• [Problem description]:
Pull every line that holds the word "changed" from the entries.
[Data provided]
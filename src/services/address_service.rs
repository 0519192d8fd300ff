use chrono::Utc;
use sea_orm::{
    ActiveModelTrait, ColumnTrait, Condition, EntityTrait, PaginatorTrait, QueryFilter,
    QueryOrder, QuerySelect, Set, sea_query::Expr,
};
use sea_orm::ActiveValue::NotSet;
use uuid::Uuid;

use crate::{
    audit,
    dto::addresses::{AddressList, CreateAddressRequest, UpdateAddressRequest},
    entity::addresses::{
        ActiveModel as AddressActive, Column as AddressCol, Entity as Addresses,
        Model as AddressModel,
    },
    error::{AppError, AppResult, is_foreign_key_violation},
    middleware::auth::AuthUser,
    models::Address,
    response::{ApiResponse, FieldError, Meta},
    routes::params::Pagination,
    services::profile_service,
    state::AppState,
};

pub const DEFAULT_COUNTRY: &str = "Guyana";

pub async fn list_addresses(
    state: &AppState,
    user: &AuthUser,
    pagination: Pagination,
) -> AppResult<ApiResponse<AddressList>> {
    let (page, limit, offset) = pagination.normalize();
    let finder = Addresses::find()
        .filter(AddressCol::UserId.eq(user.user_id.as_str()))
        .order_by_desc(AddressCol::CreatedAt);

    let total = finder.clone().count(&state.orm).await? as i64;
    let items = finder
        .limit(limit as u64)
        .offset(offset as u64)
        .all(&state.orm)
        .await?
        .into_iter()
        .map(address_from_entity)
        .collect();

    Ok(ApiResponse::success(
        "Ok",
        AddressList { items },
        Some(Meta::new(page, limit, total)),
    ))
}

pub async fn get_address(
    state: &AppState,
    user: &AuthUser,
    id: Uuid,
) -> AppResult<ApiResponse<Address>> {
    let address = find_owned(state, &user.user_id, id).await?;
    Ok(ApiResponse::success(
        "Ok",
        address_from_entity(address),
        Some(Meta::empty()),
    ))
}

pub async fn create_address(
    state: &AppState,
    user: &AuthUser,
    payload: CreateAddressRequest,
) -> AppResult<ApiResponse<Address>> {
    let mut errors = Vec::new();
    let street_address = required("streetAddress", payload.street_address, &mut errors);
    let area = required("area", payload.area, &mut errors);
    let city = required("city", payload.city, &mut errors);
    let region = required("region", payload.region, &mut errors);
    if !errors.is_empty() {
        return Err(AppError::Validation(errors));
    }

    profile_service::ensure_profile(&state.pool, &user.user_id, user.email.as_deref()).await?;

    let address = AddressActive {
        id: Set(Uuid::new_v4()),
        user_id: Set(user.user_id.clone()),
        street_address: Set(street_address),
        area: Set(area),
        city: Set(city),
        region: Set(region),
        postal_code: Set(optional(payload.postal_code)),
        country: Set(optional(payload.country).unwrap_or_else(|| DEFAULT_COUNTRY.to_string())),
        created_at: NotSet,
        updated_at: NotSet,
    }
    .insert(&state.orm)
    .await?;

    audit::record(
        &state.pool,
        Some(&user.user_id),
        "address_create",
        "addresses",
        serde_json::json!({ "address_id": address.id }),
    )
    .await;

    Ok(ApiResponse::success(
        "Address created",
        address_from_entity(address),
        Some(Meta::empty()),
    ))
}

pub async fn update_address(
    state: &AppState,
    user: &AuthUser,
    id: Uuid,
    payload: UpdateAddressRequest,
) -> AppResult<ApiResponse<Address>> {
    let mut errors = Vec::new();
    let mut update = Addresses::update_many();
    let mut changed = false;

    for (field, column, value) in [
        ("streetAddress", AddressCol::StreetAddress, payload.street_address),
        ("area", AddressCol::Area, payload.area),
        ("city", AddressCol::City, payload.city),
        ("region", AddressCol::Region, payload.region),
        ("country", AddressCol::Country, payload.country),
    ] {
        let Some(value) = value else { continue };
        let value = value.trim().to_string();
        if value.is_empty() {
            errors.push(FieldError::new(field, "must not be empty"));
            continue;
        }
        update = update.col_expr(column, Expr::value(value));
        changed = true;
    }
    if let Some(postal_code) = payload.postal_code {
        update = update.col_expr(AddressCol::PostalCode, Expr::value(optional(Some(postal_code))));
        changed = true;
    }

    if !errors.is_empty() {
        return Err(AppError::Validation(errors));
    }
    if !changed {
        return Err(AppError::BadRequest("No fields to update".into()));
    }

    let updated = update
        .col_expr(AddressCol::UpdatedAt, Expr::value(Utc::now()))
        .filter(owned_by(&user.user_id, id))
        .exec_with_returning(&state.orm)
        .await?;
    let address = updated.into_iter().next().ok_or(AppError::NotFound)?;

    audit::record(
        &state.pool,
        Some(&user.user_id),
        "address_update",
        "addresses",
        serde_json::json!({ "address_id": address.id }),
    )
    .await;

    Ok(ApiResponse::success(
        "Address updated",
        address_from_entity(address),
        Some(Meta::empty()),
    ))
}

pub async fn delete_address(
    state: &AppState,
    user: &AuthUser,
    id: Uuid,
) -> AppResult<ApiResponse<serde_json::Value>> {
    let result = Addresses::delete_many()
        .filter(owned_by(&user.user_id, id))
        .exec(&state.orm)
        .await
        .map_err(|err| {
            if is_foreign_key_violation(&err) {
                AppError::Conflict("Address is used by existing bookings".into())
            } else {
                AppError::from(err)
            }
        })?;

    if result.rows_affected == 0 {
        return Err(AppError::NotFound);
    }

    audit::record(
        &state.pool,
        Some(&user.user_id),
        "address_delete",
        "addresses",
        serde_json::json!({ "address_id": id }),
    )
    .await;

    Ok(ApiResponse::success(
        "Address deleted",
        serde_json::json!({ "id": id }),
        Some(Meta::empty()),
    ))
}

/// Address `id` if it belongs to `user_id`; any other case is `NotFound`.
pub(crate) async fn find_owned(state: &AppState, user_id: &str, id: Uuid) -> AppResult<AddressModel> {
    Addresses::find()
        .filter(owned_by(user_id, id))
        .one(&state.orm)
        .await?
        .ok_or(AppError::NotFound)
}

fn owned_by(user_id: &str, id: Uuid) -> Condition {
    Condition::all()
        .add(AddressCol::Id.eq(id))
        .add(AddressCol::UserId.eq(user_id))
}

fn required(field: &str, value: Option<String>, errors: &mut Vec<FieldError>) -> String {
    match optional(value) {
        Some(value) => value,
        None => {
            errors.push(FieldError::new(field, "is required"));
            String::new()
        }
    }
}

fn optional(value: Option<String>) -> Option<String> {
    value
        .map(|v| v.trim().to_string())
        .filter(|v| !v.is_empty())
}

fn address_from_entity(model: AddressModel) -> Address {
    Address {
        id: model.id,
        user_id: model.user_id,
        street_address: model.street_address,
        area: model.area,
        city: model.city,
        region: model.region,
        postal_code: model.postal_code,
        country: model.country,
        created_at: model.created_at.into(),
        updated_at: model.updated_at.into(),
    }
}

#[cfg(test)]
mod tests {
    use super::*;

    #[test]
    fn required_fields_are_trimmed_and_reported() {
        let mut errors = Vec::new();
        assert_eq!(
            required("city", Some("  Georgetown ".into()), &mut errors),
            "Georgetown"
        );
        required("area", Some("   ".into()), &mut errors);
        required("region", None, &mut errors);
        let fields: Vec<&str> = errors.iter().map(|e| e.field.as_str()).collect();
        assert_eq!(fields, vec!["area", "region"]);
    }
}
[/Data provided]
• [Written answer]:
    let mut changed = false;
        changed = true;
        changed = true;
    if !changed {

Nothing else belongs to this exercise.